━━━━━ Information given ━━━━━
//! Persisted team partition (snapshot) matching the frontend wire format.

use serde::{Deserialize, Serialize};

use super::Attendee;

/// Team colors by team index. Team count is capped at 5.
pub const TEAM_COLORS: [&str; 5] = ["Black", "White", "Red", "Blue", "Yellow"];

/// Color label for a team index.
pub fn team_color(index: usize) -> &'static str {
    TEAM_COLORS.get(index).copied().unwrap_or("Gray")
}

/// One membership record inside a snapshot.
///
/// This is a reference, not a copy: display name and skill are always re-read
/// from the live attendance record, never stored here.
#[derive(Debug, Clone, Serialize, Deserialize, PartialEq, Eq)]
#[serde(rename_all = "camelCase")]
pub struct Membership {
    #[serde(default, skip_serializing_if = "Option::is_none")]
    pub user_id: Option<String>,
    pub attendance_id: String,
}

impl Membership {
    pub fn of(attendee: &Attendee) -> Self {
        Self {
            user_id: attendee.user_id.clone(),
            attendance_id: attendee.attendance_id.clone(),
        }
    }

    /// Identity used for live-attendee lookups: account id when present,
    /// otherwise the attendance id.
    pub fn identity(&self) -> &str {
        self.user_id.as_deref().unwrap_or(&self.attendance_id)
    }
}

/// The persisted, authoritative record of a lock event.
///
/// Serialized as `{"teams": [...], "numOfTeams": n, "lockedAt": "..."}` for
/// compatibility with the stored format.
#[derive(Debug, Clone, Serialize, Deserialize, PartialEq, Eq)]
#[serde(rename_all = "camelCase")]
pub struct Partition {
    pub teams: Vec<Vec<Membership>>,
    pub num_of_teams: i64,
    pub locked_at: String,
}

impl Partition {
    /// Build a snapshot from live teams, stamping the lock time.
    pub fn from_teams(teams: &[Vec<Attendee>], locked_at: String) -> Self {
        Self {
            teams: teams
                .iter()
                .map(|team| team.iter().map(Membership::of).collect())
                .collect(),
            num_of_teams: teams.len() as i64,
            locked_at,
        }
    }

    /// A snapshot is usable only if its declared team count is sane and
    /// matches the stored team lists.
    pub fn is_well_formed(&self) -> bool {
        self.num_of_teams >= 2 && self.teams.len() == self.num_of_teams as usize
    }
}

/// Result of loading a session's stored partition.
#[derive(Debug, Clone, PartialEq, Eq)]
pub enum StoredPartition {
    /// The session has never been locked.
    Absent,
    /// Stored JSON exists but could not be decoded or is degenerate.
    /// Treated as a recoverable condition, never a fatal error.
    Malformed,
    Locked(Partition),
}

#[cfg(test)]
mod tests {
    use super::*;

    #[test]
    fn test_wire_format() {
        let partition = Partition {
            teams: vec![
                vec![Membership {
                    user_id: Some("u1".to_string()),
                    attendance_id: "a1".to_string(),
                }],
                vec![Membership {
                    user_id: None,
                    attendance_id: "a2".to_string(),
                }],
            ],
            num_of_teams: 2,
            locked_at: "2026-03-02T11:20:00+00:00".to_string(),
        };

        let json = serde_json::to_value(&partition).unwrap();
        assert_eq!(json["numOfTeams"], 2);
        assert_eq!(json["lockedAt"], "2026-03-02T11:20:00+00:00");
        assert_eq!(json["teams"][0][0]["userId"], "u1");
        assert_eq!(json["teams"][0][0]["attendanceId"], "a1");
        // userId is omitted entirely for guest attendances
        assert!(json["teams"][1][0].get("userId").is_none());
    }

    #[test]
    fn test_decodes_null_user_id() {
        let raw = r#"{"teams":[[{"userId":null,"attendanceId":"a9"}]],"numOfTeams":2,"lockedAt":"x"}"#;
        let partition: Partition = serde_json::from_str(raw).unwrap();
        assert_eq!(partition.teams[0][0].user_id, None);
        assert_eq!(partition.teams[0][0].identity(), "a9");
    }

    #[test]
    fn test_well_formed() {
        let good = Partition {
            teams: vec![vec![], vec![]],
            num_of_teams: 2,
            locked_at: String::new(),
        };
        assert!(good.is_well_formed());

        let mut bad = good.clone();
        bad.num_of_teams = 1;
        assert!(!bad.is_well_formed());

        let mut mismatched = good;
        mismatched.teams.pop();
        assert!(!mismatched.is_well_formed());
    }
}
━━━━━
● **Work item**:
Reproduce every line of the records containing the string "struct".

● **Solved problem**:
pub struct Membership {
pub struct Partition {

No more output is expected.